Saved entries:
■ ■ ■ ■ ■ ■ ■
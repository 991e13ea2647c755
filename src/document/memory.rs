//! In-memory document
//!
//! An element tree that stands in for a rendered page and the application
//! behind it. Behaviour is scripted with [`Reaction`]s: when an element
//! matching `on` receives a click or text input, the reaction's effects are
//! applied, immediately or after `delay_ms`. Delayed effects land on the first
//! query or dispatch after they fall due, the way an asynchronous page update
//! would.

use std::collections::BTreeMap;
use std::sync::{Mutex, MutexGuard};
use std::time::Duration;

use async_trait::async_trait;
use serde::{Deserialize, Serialize};
use tokio::time::Instant;
use tracing::{debug, trace};

use super::selector::{ElementTree, Selector};
use super::{Action, Document, ElementRef};
use crate::common::{Error, Result};

/// Declarative description of an element and its subtree
#[derive(Debug, Clone, PartialEq, Deserialize)]
pub struct ElementFixture {
    pub tag: String,
    #[serde(default)]
    pub id: Option<String>,
    /// Space separated class list
    #[serde(default)]
    pub class: Option<String>,
    #[serde(default)]
    pub attrs: BTreeMap<String, String>,
    #[serde(default)]
    pub text: String,
    #[serde(default = "default_visible")]
    pub visible: bool,
    #[serde(default)]
    pub children: Vec<ElementFixture>,
}

fn default_visible() -> bool {
    true
}

impl ElementFixture {
    pub fn new(tag: &str) -> Self {
        Self {
            tag: tag.to_string(),
            id: None,
            class: None,
            attrs: BTreeMap::new(),
            text: String::new(),
            visible: true,
            children: Vec::new(),
        }
    }

    pub fn id(mut self, id: &str) -> Self {
        self.id = Some(id.to_string());
        self
    }

    pub fn class(mut self, class: &str) -> Self {
        self.class = Some(class.to_string());
        self
    }

    pub fn attr(mut self, name: &str, value: &str) -> Self {
        self.attrs.insert(name.to_string(), value.to_string());
        self
    }

    pub fn text(mut self, text: &str) -> Self {
        self.text = text.to_string();
        self
    }

    pub fn hidden(mut self) -> Self {
        self.visible = false;
        self
    }

    pub fn child(mut self, child: ElementFixture) -> Self {
        self.children.push(child);
        self
    }
}

/// Which dispatched action fires a reaction
#[derive(Debug, Clone, Copy, PartialEq, Eq, Default, Deserialize, Serialize)]
#[serde(rename_all = "snake_case")]
pub enum EventKind {
    #[default]
    Click,
    Input,
}

impl EventKind {
    fn of(action: &Action) -> Self {
        match action {
            Action::Click => EventKind::Click,
            Action::SetText(_) => EventKind::Input,
        }
    }
}

/// Scripted page behaviour
#[derive(Debug, Clone, Deserialize)]
pub struct Reaction {
    /// Elements whose events fire this reaction
    pub on: Selector,
    #[serde(default)]
    pub event: EventKind,
    /// Delay before the effects become observable
    #[serde(default)]
    pub delay_ms: u64,
    /// Fire at most once
    #[serde(default)]
    pub once: bool,
    pub effects: Vec<Effect>,
}

/// A single document mutation, applied to every element matching `target`
/// (hidden ones included)
#[derive(Debug, Clone, Deserialize)]
#[serde(tag = "op", rename_all = "snake_case")]
pub enum Effect {
    SetText {
        target: Selector,
        text: String,
    },
    SetAttr {
        target: Selector,
        name: String,
        #[serde(default)]
        value: String,
    },
    RemoveAttr {
        target: Selector,
        name: String,
    },
    Show {
        target: Selector,
    },
    Hide {
        target: Selector,
    },
    Append {
        target: Selector,
        element: ElementFixture,
    },
    ReplaceChildren {
        target: Selector,
        children: Vec<ElementFixture>,
    },
    Remove {
        target: Selector,
    },
}

impl Effect {
    fn target(&self) -> &Selector {
        match self {
            Effect::SetText { target, .. }
            | Effect::SetAttr { target, .. }
            | Effect::RemoveAttr { target, .. }
            | Effect::Show { target }
            | Effect::Hide { target }
            | Effect::Append { target, .. }
            | Effect::ReplaceChildren { target, .. }
            | Effect::Remove { target } => target,
        }
    }
}

/// One action the document received
#[derive(Debug, Clone, PartialEq, Serialize)]
pub struct DispatchRecord {
    pub element: ElementRef,
    pub action: Action,
}

#[derive(Debug)]
struct Node {
    tag: String,
    attrs: BTreeMap<String, String>,
    text: String,
    visible: bool,
    parent: Option<usize>,
    children: Vec<usize>,
    attached: bool,
}

/// Arena of nodes; detached nodes stay allocated so stale handles fail cleanly
#[derive(Debug)]
struct Dom {
    nodes: Vec<Node>,
    root: usize,
}

impl Dom {
    fn new(root: &ElementFixture) -> Self {
        let mut dom = Self {
            nodes: Vec::new(),
            root: 0,
        };
        dom.root = dom.build(root, None);
        dom
    }

    fn build(&mut self, fixture: &ElementFixture, parent: Option<usize>) -> usize {
        let mut attrs = fixture.attrs.clone();
        if let Some(id) = &fixture.id {
            attrs.insert("id".to_string(), id.clone());
        }
        if let Some(class) = &fixture.class {
            attrs.insert("class".to_string(), class.clone());
        }

        let index = self.nodes.len();
        self.nodes.push(Node {
            tag: fixture.tag.clone(),
            attrs,
            text: fixture.text.clone(),
            visible: fixture.visible,
            parent,
            children: Vec::new(),
            attached: true,
        });
        if let Some(parent) = parent {
            self.nodes[parent].children.push(index);
        }
        for child in &fixture.children {
            self.build(child, Some(index));
        }
        index
    }

    /// Attached elements in document order
    fn document_order(&self) -> Vec<usize> {
        let mut order = Vec::new();
        let mut stack = vec![self.root];
        while let Some(index) = stack.pop() {
            order.push(index);
            stack.extend(self.nodes[index].children.iter().rev());
        }
        order
    }

    fn select_all(&self, selector: &Selector) -> Vec<usize> {
        self.document_order()
            .into_iter()
            .filter(|&index| selector.matches(self, index))
            .collect()
    }

    fn first_visible(&self, selector: &Selector) -> Option<usize> {
        self.document_order()
            .into_iter()
            .find(|&index| self.is_visible(index) && selector.matches(self, index))
    }

    fn detach(&mut self, index: usize) {
        if index == self.root {
            return;
        }
        if let Some(parent) = self.nodes[index].parent.take() {
            self.nodes[parent].children.retain(|&c| c != index);
        }
        let mut stack = vec![index];
        while let Some(i) = stack.pop() {
            self.nodes[i].attached = false;
            stack.extend(self.nodes[i].children.iter().copied());
        }
    }

    fn apply(&mut self, effect: &Effect) {
        let targets = self.select_all(effect.target());
        trace!(?effect, matched = targets.len(), "applying effect");

        for index in targets {
            // An earlier target's Remove/ReplaceChildren may have detached this one
            if !self.nodes[index].attached {
                continue;
            }
            match effect {
                Effect::SetText { text, .. } => self.nodes[index].text = text.clone(),
                Effect::SetAttr { name, value, .. } => {
                    self.nodes[index].attrs.insert(name.clone(), value.clone());
                }
                Effect::RemoveAttr { name, .. } => {
                    self.nodes[index].attrs.remove(name);
                }
                Effect::Show { .. } => self.nodes[index].visible = true,
                Effect::Hide { .. } => self.nodes[index].visible = false,
                Effect::Append { element, .. } => {
                    self.build(element, Some(index));
                }
                Effect::ReplaceChildren { children, .. } => {
                    for child in self.nodes[index].children.clone() {
                        self.detach(child);
                    }
                    for child in children {
                        self.build(child, Some(index));
                    }
                }
                Effect::Remove { .. } => self.detach(index),
            }
        }
    }
}

impl ElementTree for Dom {
    type Id = usize;

    fn parent(&self, id: usize) -> Option<usize> {
        self.nodes[id].parent
    }

    fn children(&self, id: usize) -> Vec<usize> {
        self.nodes[id].children.clone()
    }

    fn tag(&self, id: usize) -> &str {
        &self.nodes[id].tag
    }

    fn attr(&self, id: usize, name: &str) -> Option<&str> {
        self.nodes[id].attrs.get(name).map(String::as_str)
    }

    fn text_content(&self, id: usize) -> String {
        let mut text = self.nodes[id].text.clone();
        for &child in &self.nodes[id].children {
            let child_text = self.text_content(child);
            if !child_text.is_empty() {
                if !text.is_empty() {
                    text.push(' ');
                }
                text.push_str(&child_text);
            }
        }
        text
    }

    fn is_visible(&self, id: usize) -> bool {
        let mut current = Some(id);
        while let Some(index) = current {
            if !self.nodes[index].visible {
                return false;
            }
            current = self.nodes[index].parent;
        }
        true
    }
}

#[derive(Debug)]
struct Pending {
    due: Instant,
    effects: Vec<Effect>,
}

#[derive(Debug)]
struct State {
    dom: Dom,
    reactions: Vec<(Reaction, bool)>,
    pending: Vec<Pending>,
    log: Vec<DispatchRecord>,
}

impl State {
    fn apply_due(&mut self) {
        if self.pending.is_empty() {
            return;
        }
        let now = Instant::now();
        let (due, waiting): (Vec<_>, Vec<_>) =
            std::mem::take(&mut self.pending).into_iter().partition(|p| p.due <= now);
        self.pending = waiting;

        let mut due = due;
        due.sort_by_key(|p| p.due);
        for pending in due {
            for effect in &pending.effects {
                self.dom.apply(effect);
            }
        }
    }
}

/// Thread-safe, scriptable in-memory [`Document`]
#[derive(Debug)]
pub struct MemoryDocument {
    state: Mutex<State>,
}

impl MemoryDocument {
    /// Create a document whose root element is `root`
    pub fn new(root: ElementFixture) -> Self {
        Self {
            state: Mutex::new(State {
                dom: Dom::new(&root),
                reactions: Vec::new(),
                pending: Vec::new(),
                log: Vec::new(),
            }),
        }
    }

    /// Create a document with reactions installed
    pub fn with_reactions(root: ElementFixture, reactions: Vec<Reaction>) -> Self {
        let document = Self::new(root);
        for reaction in reactions {
            document.add_reaction(reaction);
        }
        document
    }

    fn state(&self) -> MutexGuard<'_, State> {
        self.state.lock().unwrap_or_else(|e| e.into_inner())
    }

    pub fn add_reaction(&self, reaction: Reaction) {
        self.state().reactions.push((reaction, false));
    }

    /// Mutate the document from outside, as the application would
    pub fn apply(&self, effect: &Effect) {
        let mut state = self.state();
        state.apply_due();
        state.dom.apply(effect);
    }

    /// Every action dispatched so far, in order
    pub fn dispatch_log(&self) -> Vec<DispatchRecord> {
        self.state().log.clone()
    }

    /// Text content of the first element matching `selector`, hidden or not
    pub fn text_of(&self, selector: &Selector) -> Option<String> {
        let mut state = self.state();
        state.apply_due();
        let index = state.dom.select_all(selector).into_iter().next()?;
        Some(state.dom.text_content(index))
    }

    /// Attribute of the first element matching `selector`
    pub fn attr_of(&self, selector: &Selector, name: &str) -> Option<String> {
        let mut state = self.state();
        state.apply_due();
        let index = state.dom.select_all(selector).into_iter().next()?;
        state.dom.attr(index, name).map(str::to_string)
    }
}

#[async_trait]
impl Document for MemoryDocument {
    async fn query(&self, selector: &Selector) -> Option<ElementRef> {
        let mut state = self.state();
        state.apply_due();
        state.dom.first_visible(selector).map(ElementRef)
    }

    async fn dispatch(&self, element: ElementRef, action: &Action) -> Result<()> {
        let mut guard = self.state();
        let state = &mut *guard;
        state.apply_due();

        let index = element.0;
        match state.dom.nodes.get(index) {
            Some(node) if node.attached => {}
            _ => {
                return Err(Error::Dispatch(format!(
                    "element {} is no longer attached to the document",
                    index
                )))
            }
        }

        state.log.push(DispatchRecord {
            element,
            action: action.clone(),
        });

        if let Action::SetText(value) = action {
            state.dom.nodes[index]
                .attrs
                .insert("value".to_string(), value.clone());
        }

        // Disabled controls swallow clicks
        if *action == Action::Click && state.dom.attr(index, "disabled").is_some() {
            debug!(element = index, "click on disabled element ignored");
            return Ok(());
        }

        let event = EventKind::of(action);
        let now = Instant::now();
        let mut fired = Vec::new();
        for (reaction, spent) in state.reactions.iter_mut() {
            if *spent || reaction.event != event || !reaction.on.matches(&state.dom, index) {
                continue;
            }
            if reaction.once {
                *spent = true;
            }
            fired.push((reaction.delay_ms, reaction.effects.clone()));
        }

        for (delay_ms, effects) in fired {
            if delay_ms == 0 {
                for effect in &effects {
                    state.dom.apply(effect);
                }
            } else {
                state.pending.push(Pending {
                    due: now + Duration::from_millis(delay_ms),
                    effects,
                });
            }
        }

        Ok(())
    }
}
■ ■ ■ ■ ■ ■ ■
**REQUIREMENT**
The reply should consist solely of the lines of the data, exact, from the opening line through the line with "when an element", inclusive.

**OUTPUT FOR THIS TASK**
repository 991e13ea2647c755
filename src/document/memory.rs
//! In-memory document
//!
//! An element tree that stands in for a rendered page and the application
//! behind it. Behaviour is scripted with [`Reaction`]s: when an element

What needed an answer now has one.